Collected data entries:
------------------------

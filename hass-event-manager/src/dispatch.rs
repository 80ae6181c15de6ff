//! Dispatch bridge between the event stream and the rest of the application
//!
//! Frames are decoded, value updates are applied to the item registry and
//! every event is then published on the bus. A failure while handling one
//! frame is logged and never affects the next one.

use std::sync::Arc;

use hass_events::{DecodeError, DomainEvent, EventDecoder, RawFrame};
use hass_stream::ConnectionListener;
use item_registry::{EventBus, ItemRegistry, RegistryError};
use tracing::{debug, error, info, trace, warn};

pub struct DispatchBridge {
    decoder: EventDecoder,
    registry: Arc<ItemRegistry>,
    bus: EventBus,
}

impl DispatchBridge {
    pub fn new(registry: Arc<ItemRegistry>, bus: EventBus) -> Self {
        Self {
            decoder: EventDecoder::new(),
            registry,
            bus,
        }
    }

    /// Decode and dispatch one frame.
    pub fn handle_frame(&self, frame: &RawFrame) {
        match self.decoder.decode(frame) {
            Ok(event) => self.handle(event),
            Err(e @ DecodeError::UnknownEvent { .. }) => {
                error!(topic = %frame.topic, "{}", e);
            }
            Err(e) => {
                warn!(
                    event_type = %frame.event_type,
                    topic = %frame.topic,
                    "Dropping frame: {}",
                    e
                );
            }
        }
    }

    /// Apply a value update to the registry, then publish the event.
    ///
    /// Updates for items the registry does not know are still published.
    pub fn handle(&self, event: DomainEvent) {
        if let Some(update) = event.as_value_update() {
            match self.registry.set_value(&update.name, update.value.clone()) {
                Ok(changed) => {
                    trace!(name = %update.name, changed, "Applied value update");
                }
                Err(RegistryError::ItemNotFound(_)) => {}
                Err(e) => {
                    error!(name = %update.name, "Failed to apply value update: {}", e);
                }
            }
        }

        let receivers = self.bus.publish(event);
        trace!(receivers, "Published event");
    }
}

impl ConnectionListener for DispatchBridge {
    fn on_connected(&self) {
        info!("Connection online, dispatching events");
    }

    fn on_disconnected(&self) {
        debug!("Connection offline");
    }

    fn on_stream_event(&self, frame: RawFrame) {
        self.handle_frame(&frame);
    }
}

------------------------

WHAT TO WORK ON:
Show every line from the entries above in which the word "then" appears.

OUTPUT BELOW:
//! every event is then published on the bus. A failure while handling one
    /// Apply a value update to the registry, then publish the event.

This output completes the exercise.